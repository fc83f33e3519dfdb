//! File copy operations.

#![cfg_attr(feature = "fail-on-warnings", deny(warnings))]
#![warn(clippy::all, clippy::pedantic, clippy::nursery, clippy::cargo)]
#![allow(clippy::multiple_crate_versions)]

use std::fs;
use std::path::Path;

use crate::digest::needs_copy;
use crate::error::CopyError;

/// Result of a change-aware copy.
#[derive(Debug, Clone, Copy, PartialEq, Eq)]
pub enum CopyOutcome {
    /// Content differed (or the target was missing) and the file was copied.
    Copied,
    /// Target already had identical content, or the source is gone.
    Unchanged,
}

impl CopyOutcome {
    /// Number of files this outcome accounts for.
    #[must_use]
    pub const fn units(self) -> u64 {
        match self {
            Self::Copied => 1,
            Self::Unchanged => 0,
        }
    }
}

/// Copy `source` to `target` only if their contents differ.
///
/// # Errors
///
/// * If the target's parent directory cannot be created
/// * If the copy operation fails
pub fn copy_if_changed(source: &Path, target: &Path) -> Result<CopyOutcome, CopyError> {
    if !needs_copy(source, target) {
        return Ok(CopyOutcome::Unchanged);
    }

    copy_file(source, target)?;
    Ok(CopyOutcome::Copied)
}

/// Copy a single file, overwriting the target if it exists.
///
/// # Errors
///
/// * If `source` is not a regular file
/// * If the target's parent directory cannot be created
/// * If the copy operation fails
pub fn copy_file(source: &Path, target: &Path) -> Result<(), CopyError> {
    if !source.is_file() {
        return Err(CopyError::NotAFile(source.to_path_buf()));
    }

    if let Some(parent) = target.parent() {
        fs::create_dir_all(parent).map_err(|e| CopyError::CreateDirError {
            path: parent.to_path_buf(),
            io_error: e,
        })?;
    }

    copy_file_with_reflink(source, target)
}

/// Copy a single file, trying reflink first then falling back to regular copy.
fn copy_file_with_reflink(source: &Path, target: &Path) -> Result<(), CopyError> {
    // Reflink refuses existing targets; fs::copy truncates and overwrites them.
    if reflink_copy::reflink(source, target).is_ok() {
        return Ok(());
    }

    fs::copy(source, target).map_err(|e| CopyError::FileCopyError {
        source_path: source.to_path_buf(),
        target_path: target.to_path_buf(),
        io_error: e,
    })?;

    Ok(())
}
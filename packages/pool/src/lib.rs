//! Fixed-size worker pool for dirsync copy tasks.
//!
//! Workers are spawned up front and block on a shared unbounded queue. Each
//! task returns the number of units it processed; failures (errors or
//! panics) are logged and counted without stopping the worker.
//!
//! [`WorkerPool::drain_and_stop`] closes the queue, waits for every queued
//! task to finish and returns the aggregated [`PoolReport`].
//!
//! # Example
//!
//! ```rust,ignore
//! use dirsync_pool::WorkerPool;
//!
//! let pool = WorkerPool::new(4, sink)?;
//! pool.submit(move || copy_one(&source, &target))?;
//! let report = pool.drain_and_stop();
//! println!("{} files copied", report.units);
//! ```

#![cfg_attr(feature = "fail-on-warnings", deny(warnings))]
#![warn(clippy::all, clippy::pedantic, clippy::nursery, clippy::cargo)]
#![allow(clippy::multiple_crate_versions)]

mod error;
mod pool;
mod report;

pub use error::PoolError;
pub use pool::{Job, TaskError, WorkerPool};
pub use report::{PoolReport, WorkerStats};
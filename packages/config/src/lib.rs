//! Configuration loading for dirsync.
//!
//! Settings come from three layers, later layers winning field by field:
//!
//! 1. Built-in defaults ([`Config::default`])
//! 2. A configuration file (`dirsync.toml` or `dirsync.json`)
//! 3. Command-line arguments
//!
//! # Example
//!
//! ```rust,ignore
//! use dirsync_config::{Config, ConfigLayer, discover_config, load_config};
//!
//! let file = discover_config(&cwd).map(|p| load_config(&p)).transpose()?;
//! let config = Config::resolve(file.as_ref(), &cli_layer);
//! ```

#![cfg_attr(feature = "fail-on-warnings", deny(warnings))]
#![warn(clippy::all, clippy::pedantic, clippy::nursery, clippy::cargo)]
#![allow(clippy::multiple_crate_versions)]

mod discovery;
mod error;
mod json_loader;
mod toml_loader;
mod types;

pub use discovery::{CONFIG_FILE_NAMES, discover_config};
pub use error::ConfigError;
pub use json_loader::load_json_config;
pub use toml_loader::load_toml_config;
pub use types::{Config, ConfigFile, ConfigLayer};

use std::path::Path;

/// Load a configuration file, auto-detecting the format based on extension.
///
/// Relative paths inside the file are resolved against the file's directory.
///
/// # Errors
///
/// * If the file extension is not supported
/// * If the file cannot be read
/// * If the file cannot be parsed
pub fn load_config(path: &Path) -> Result<ConfigLayer, ConfigError> {
    let extension = path.extension().and_then(|e| e.to_str()).unwrap_or("");

    let file = match extension {
        "toml" => load_toml_config(path)?,
        "json" => load_json_config(path)?,
        _ => return Err(ConfigError::UnsupportedFormat(extension.to_string())),
    };

    let base = path.parent().unwrap_or_else(|| Path::new(""));
    Ok(file.general.relative_to(base))
}

#[cfg(test)]
mod tests {
    use super::*;
    use std::fs;
    use std::path::PathBuf;
    use tempfile::TempDir;

    #[test]
    fn test_load_config_resolves_relative_paths() {
        let dir = TempDir::new().unwrap();
        let path = dir.path().join("dirsync.toml");
        fs::write(&path, "[general]\nsource = \"src\"\ntarget = \"/abs\"\n").unwrap();

        let layer = load_config(&path).unwrap();

        assert_eq!(layer.source, Some(dir.path().join("src")));
        assert_eq!(layer.target, Some(PathBuf::from("/abs")));
    }

    #[test]
    fn test_load_config_unsupported_extension() {
        let dir = TempDir::new().unwrap();
        let path = dir.path().join("config.ini");
        fs::write(&path, "[general]").unwrap();

        let err = load_config(&path).unwrap_err();

        assert!(matches!(err, ConfigError::UnsupportedFormat(ext) if ext == "ini"));
    }
}
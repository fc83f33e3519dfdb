//! Error types for copy operations.

#![cfg_attr(feature = "fail-on-warnings", deny(warnings))]
#![warn(clippy::all, clippy::pedantic, clippy::nursery, clippy::cargo)]
#![allow(clippy::multiple_crate_versions)]

use std::path::PathBuf;

/// Errors that can occur during hashing and copy operations.
#[derive(Debug, thiserror::Error)]
pub enum CopyError {
    /// Failed to read a file while computing its digest.
    #[error("Failed to hash {}: {io_error}", path.display())]
    HashError {
        /// The file path.
        path: PathBuf,
        /// The underlying IO error.
        io_error: std::io::Error,
    },

    /// Failed to create target directory.
    #[error("Failed to create directory {}: {io_error}", path.display())]
    CreateDirError {
        /// The directory path.
        path: PathBuf,
        /// The underlying IO error.
        io_error: std::io::Error,
    },

    /// Failed to copy a file.
    #[error("Failed to copy {} to {}: {io_error}", source_path.display(), target_path.display())]
    FileCopyError {
        /// Source file path.
        source_path: PathBuf,
        /// Target file path.
        target_path: PathBuf,
        /// The underlying IO error.
        io_error: std::io::Error,
    },

    /// Source vanished or is not a regular file.
    #[error("Source is not a regular file: {}", .0.display())]
    NotAFile(PathBuf),
}
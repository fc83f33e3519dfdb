//! Content-based change detection and file copying.
//!
//! This crate decides whether a file needs to be copied by comparing SHA-256
//! digests of the source and target, and performs the copy:
//!
//! * [`digest`] hashes a regular file, streaming large files in chunks
//! * [`needs_copy`] compares source and target digests
//! * [`copy_if_changed`] copies only when the content differs, using
//!   copy-on-write via `reflink-copy` where the filesystem supports it
//!
//! # Example
//!
//! ```rust,ignore
//! use dirsync_copy::{copy_if_changed, CopyOutcome};
//!
//! match copy_if_changed(source, target)? {
//!     CopyOutcome::Copied => println!("updated"),
//!     CopyOutcome::Unchanged => println!("up to date"),
//! }
//! ```

#![cfg_attr(feature = "fail-on-warnings", deny(warnings))]
#![warn(clippy::all, clippy::pedantic, clippy::nursery, clippy::cargo)]
#![allow(clippy::multiple_crate_versions)]

mod copy;
mod digest;
mod error;

pub use copy::{CopyOutcome, copy_file, copy_if_changed};
pub use digest::{CHUNK_SIZE, Digest, SMALL_FILE_THRESHOLD, digest, needs_copy};
pub use error::CopyError;
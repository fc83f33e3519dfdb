//! Ignore-file pattern grammar.

#![cfg_attr(feature = "fail-on-warnings", deny(warnings))]
#![warn(clippy::all, clippy::pedantic, clippy::nursery, clippy::cargo)]
#![allow(clippy::multiple_crate_versions)]

use std::path::{Path, PathBuf};

use crate::rule_set::{RuleSet, absolutize};

/// Which rule category a pattern was registered under.
#[derive(Debug, Clone, Copy, PartialEq, Eq)]
pub(crate) enum RuleKind {
    /// Basename equals.
    NameEquals,
    /// Basename starts with.
    NameStartsWith,
    /// Basename ends with.
    NameEndsWith,
    /// Basename contains.
    NameContains,
    /// Absolute path equals (ignore).
    IgnorePath,
    /// Absolute path prefix (ignore).
    IgnorePathPrefix,
    /// Absolute path equals (force include).
    IncludePath,
    /// Absolute path prefix (force include).
    IncludePathPrefix,
}

impl RuleSet {
    /// Register a single pattern.
    ///
    /// `pattern` must already be trimmed and must not be a comment. Returns
    /// the category the rule landed in, or `None` when the pattern was
    /// dropped (empty after stripping markers, or a path rule whose target
    /// does not exist).
    pub(crate) fn add_pattern(&mut self, pattern: &str) -> Option<RuleKind> {
        if let Some(negated) = pattern.strip_prefix('!') {
            return self.add_include(negated);
        }

        if let Some(rest) = pattern.strip_prefix('*') {
            let rest = rest.trim();
            return match rest.strip_suffix('*') {
                Some(inner) => insert_name(&mut self.contains_names, inner, RuleKind::NameContains),
                None => insert_name(&mut self.endswith_names, rest, RuleKind::NameEndsWith),
            };
        }

        if let Some(stem) = pattern.strip_suffix('*') {
            if stem.is_empty() {
                return None;
            }
            if let Some(rooted) = stem.strip_prefix('/') {
                let path = self.resolve_rooted(rooted)?;
                self.ignore_abs_prefixes.insert(path);
                return Some(RuleKind::IgnorePathPrefix);
            }
            if let Some(path) = existing_absolute(stem) {
                self.ignore_abs_prefixes.insert(path);
                return Some(RuleKind::IgnorePathPrefix);
            }
            return insert_name(&mut self.startswith_names, stem, RuleKind::NameStartsWith);
        }

        if let Some(rooted) = pattern.strip_prefix('/') {
            let path = self.resolve_rooted(rooted)?;
            self.ignore_abs_equals.insert(path);
            return Some(RuleKind::IgnorePath);
        }

        if let Some(path) = existing_absolute(pattern) {
            self.ignore_abs_equals.insert(path);
            return Some(RuleKind::IgnorePath);
        }

        insert_name(
            &mut self.equals_names,
            pattern.trim_end_matches('/'),
            RuleKind::NameEquals,
        )
    }

    fn add_include(&mut self, pattern: &str) -> Option<RuleKind> {
        let (stem, prefix) = match pattern.strip_suffix('*') {
            Some(stem) => (stem, true),
            None => (pattern, false),
        };
        if stem.is_empty() {
            return None;
        }

        let path = match stem.strip_prefix('/') {
            Some(rooted) => self.resolve_rooted(rooted)?,
            None => existing_absolute(stem)?,
        };

        if prefix {
            self.include_abs_prefixes.insert(path);
            Some(RuleKind::IncludePathPrefix)
        } else {
            self.include_abs_equals.insert(path);
            Some(RuleKind::IncludePath)
        }
    }

    /// Resolve a root-relative pattern, keeping it only if it exists.
    fn resolve_rooted(&self, rooted: &str) -> Option<PathBuf> {
        if rooted.is_empty() {
            return None;
        }
        let path = absolutize(&self.root.join(rooted));
        path.exists().then_some(path)
    }
}

/// An absolute path literal that exists on disk.
fn existing_absolute(literal: &str) -> Option<PathBuf> {
    let path = Path::new(literal);
    (path.is_absolute() && path.exists()).then(|| absolutize(path))
}

fn insert_name(
    set: &mut std::collections::BTreeSet<String>,
    name: &str,
    kind: RuleKind,
) -> Option<RuleKind> {
    if name.is_empty() {
        return None;
    }
    set.insert(name.to_string());
    Some(kind)
}
//! Fan-out sink.

#![cfg_attr(feature = "fail-on-warnings", deny(warnings))]
#![warn(clippy::all, clippy::pedantic, clippy::nursery, clippy::cargo)]
#![allow(clippy::multiple_crate_versions)]

use std::sync::Arc;

use log::Level;

use crate::sink::LogSink;

/// Sink that forwards every record to each of its sinks, in order.
#[derive(Clone)]
pub struct TeeSink {
    sinks: Vec<Arc<dyn LogSink>>,
}

impl TeeSink {
    /// Create a sink writing to all of `sinks`.
    #[must_use]
    pub fn new(sinks: Vec<Arc<dyn LogSink>>) -> Self {
        Self { sinks }
    }
}

impl std::fmt::Debug for TeeSink {
    fn fmt(&self, f: &mut std::fmt::Formatter<'_>) -> std::fmt::Result {
        f.debug_struct("TeeSink")
            .field("sinks", &self.sinks.len())
            .finish()
    }
}

impl LogSink for TeeSink {
    fn log(&self, level: Level, message: &str) {
        for sink in &self.sinks {
            sink.log(level, message);
        }
    }
}

#[cfg(test)]
mod tests {
    use super::*;
    use crate::MemorySink;

    #[test]
    fn test_every_sink_sees_every_record() {
        let first = Arc::new(MemorySink::new());
        let second = Arc::new(MemorySink::new());
        let first_sink: Arc<dyn LogSink> = first.clone();
        let second_sink: Arc<dyn LogSink> = second.clone();
        let tee = TeeSink::new(vec![first_sink, second_sink]);

        tee.info("one");
        tee.error("two");

        for memory in [first, second] {
            assert_eq!(memory.records().len(), 2);
            assert!(memory.contains(Level::Info, "one"));
            assert!(memory.contains(Level::Error, "two"));
        }
    }
}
----
BRIEF >> Among the lines above, which ones include the word "MemorySink"? Copy them.

ANSWER SECTION >>
    use crate::MemorySink;
        let first = Arc::new(MemorySink::new());
        let second = Arc::new(MemorySink::new());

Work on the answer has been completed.